Problem statement ->
Filter the material, keeping only lines with the word "await".

Source data ->
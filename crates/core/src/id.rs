//! Resource primary keys and their external text form.
//!
//! Ids are UUID v4 values rendered as 36 lowercase hyphenated characters.
//! Only that exact spelling decodes, so a decoded id always renders back to
//! the string it came from.

use std::fmt;

use serde::{Deserialize, Deserializer, Serialize, Serializer};
use thiserror::Error;
use uuid::Uuid;

/// Length of the canonical hyphenated text form
const ENCODED_LEN: usize = 36;

/// Returned when a raw id string is not a canonical resource id
#[derive(Debug, Clone, PartialEq, Eq, Error)]
#[error("invalid resource id: {0:?}")]
pub struct InvalidId(pub String);

/// Store-assigned primary key of a resource document
#[derive(Debug, Clone, Copy, PartialEq, Eq, Hash, PartialOrd, Ord)]
pub struct ResourceId(Uuid);

impl ResourceId {
    /// Generate a fresh random id
    pub fn generate() -> Self {
        Self(Uuid::new_v4())
    }

    /// Decode the external text form.
    pub fn decode(raw: &str) -> Result<Self, InvalidId> {
        let invalid = || InvalidId(raw.to_string());

        if raw.len() != ENCODED_LEN {
            return Err(invalid());
        }

        let uuid = Uuid::try_parse(raw).map_err(|_| invalid())?;
        // try_parse is case-insensitive; insist on the exact form we emit
        if uuid.hyphenated().to_string() != raw {
            return Err(invalid());
        }

        Ok(Self(uuid))
    }

    pub fn as_uuid(&self) -> &Uuid {
        &self.0
    }
}

impl From<Uuid> for ResourceId {
    fn from(uuid: Uuid) -> Self {
        Self(uuid)
    }
}

impl fmt::Display for ResourceId {
    fn fmt(&self, f: &mut fmt::Formatter<'_>) -> fmt::Result {
        fmt::Display::fmt(&self.0.hyphenated(), f)
    }
}

impl Serialize for ResourceId {
    fn serialize<S: Serializer>(&self, serializer: S) -> Result<S::Ok, S::Error> {
        serializer.collect_str(self)
    }
}

impl<'de> Deserialize<'de> for ResourceId {
    fn deserialize<D: Deserializer<'de>>(deserializer: D) -> Result<Self, D::Error> {
        let raw = String::deserialize(deserializer)?;
        ResourceId::decode(&raw).map_err(serde::de::Error::custom)
    }
}

#[cfg(test)]
mod tests {
    use super::*;

    #[test]
    fn generated_ids_decode_to_themselves() {
        let id = ResourceId::generate();
        let text = id.to_string();
        assert_eq!(text.len(), ENCODED_LEN);
        assert_eq!(ResourceId::decode(&text), Ok(id));
    }

    #[test]
    fn rejects_malformed_ids() {
        for raw in [
            "",
            "not-a-valid-id",
            "abc123",
            // simple (unhyphenated) form
            "67e5504410b1426f9247bb680e5fe0c8",
            // uppercase hex
            "67E55044-10B1-426F-9247-BB680E5FE0C8",
            // braced
            "{67e55044-10b1-426f-9247-bb680e5fe0c8}",
            // non-hex digit
            "67e55044-10b1-426f-9247-bb680e5fe0cg",
            // trailing garbage
            "67e55044-10b1-426f-9247-bb680e5fe0c8 ",
        ] {
            assert_eq!(
                ResourceId::decode(raw),
                Err(InvalidId(raw.to_string())),
                "{raw:?} should not decode"
            );
        }
    }

    #[test]
    fn serializes_as_string() {
        let id = ResourceId::decode("67e55044-10b1-426f-9247-bb680e5fe0c8").unwrap();
        let json = serde_json::to_value(id).unwrap();
        assert_eq!(json, "67e55044-10b1-426f-9247-bb680e5fe0c8");
        assert_eq!(serde_json::from_value::<ResourceId>(json).unwrap(), id);
    }
}
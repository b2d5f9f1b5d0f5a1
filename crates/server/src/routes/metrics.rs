//! Prometheus scrape endpoint

use axum::{Extension, http::header, response::IntoResponse};
use metrics_exporter_prometheus::PrometheusHandle;

/// Content type of the Prometheus text exposition format
const EXPOSITION_CONTENT_TYPE: &str = "text/plain; version=0.0.4; charset=utf-8";

/// GET /metrics - HTTP and resource outcome metrics
pub async fn get(Extension(handle): Extension<PrometheusHandle>) -> impl IntoResponse {
    ([(header::CONTENT_TYPE, EXPOSITION_CONTENT_TYPE)], handle.render())
}
//! medibridge-core: resource types and access rules
//!
//! This crate holds everything about Patient and MedicationRequest
//! resources that does not need a database or a network: id encoding,
//! payload validation, the outcome taxonomy shared by every resource
//! operation, and the FHIR-shaped response bodies.

pub mod capability;
pub mod error;
pub mod id;
pub mod kind;
pub mod outcome;
pub mod resource;
pub mod validation;

pub use capability::CapabilityStatement;
pub use error::{AccessError, Outcome};
pub use id::{InvalidId, ResourceId};
pub use kind::ResourceKind;
pub use outcome::{IssueSeverity, IssueType, OperationOutcome, OperationOutcomeIssue};
pub use resource::{Identifier, NewDocument, Projection, ValidatedResource};
pub use validation::{ValidationError, validate};
//! medibridge-server: HTTP server binary entrypoint.

use std::net::SocketAddr;
use std::sync::Arc;

use medibridge_server::config::Config;
use medibridge_server::db::{ConnectionManager, DocumentStore, SharedStore};

#[tokio::main]
async fn main() {
    // A missing .env file is fine; real environment variables still apply
    let _ = dotenvy::dotenv();

    let config = Config::from_env();

    let _log_guard =
        medibridge_server::logging::init_logging(&config).expect("Failed to initialize logging");

    // Create the pool; connections are opened lazily
    let manager = ConnectionManager::new(&config.store_config())
        .expect("Failed to create database pool");

    // Connect and provision indexes now so the first request doesn't pay for it.
    // An unreachable store is not fatal: the next operation retries.
    match manager.ping().await {
        Ok(()) => tracing::info!("Document store ready"),
        Err(e) => tracing::warn!(error = %e, "Document store not reachable at startup"),
    }

    tracing::info!(
        connect_timeout_secs = config.connect_timeout.as_secs(),
        read_timeout_ms = config.read_timeout.as_millis() as u64,
        max_connections = config.max_connections,
        "Document store configured"
    );

    let store: SharedStore = Arc::new(manager);
    let app = medibridge_server::build_app(store, &config);

    // Start server
    let addr: SocketAddr = config.bind_address.parse().expect("Invalid bind address");
    tracing::info!("Starting medibridge server on {}", addr);

    let listener = tokio::net::TcpListener::bind(addr)
        .await
        .expect("Failed to bind address");
    axum::serve(listener, app)
        .with_graceful_shutdown(shutdown_signal())
        .await
        .expect("Server error");

    tracing::info!("Server shutdown complete");
}

/// Wait for shutdown signal (SIGTERM or SIGINT)
async fn shutdown_signal() {
    use tokio::signal;

    let ctrl_c = async {
        signal::ctrl_c()
            .await
            .expect("Failed to install Ctrl+C handler");
    };

    #[cfg(unix)]
    let terminate = async {
        signal::unix::signal(signal::unix::SignalKind::terminate())
            .expect("Failed to install SIGTERM handler")
            .recv()
            .await;
    };

    #[cfg(not(unix))]
    let terminate = std::future::pending::<()>();

    tokio::select! {
        _ = ctrl_c => {
            tracing::info!("Received Ctrl+C, starting graceful shutdown");
        }
        _ = terminate => {
            tracing::info!("Received SIGTERM, starting graceful shutdown");
        }
    }
}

Response to this task ->
    match manager.ping().await {
        .await
        .await
            .await
            .await;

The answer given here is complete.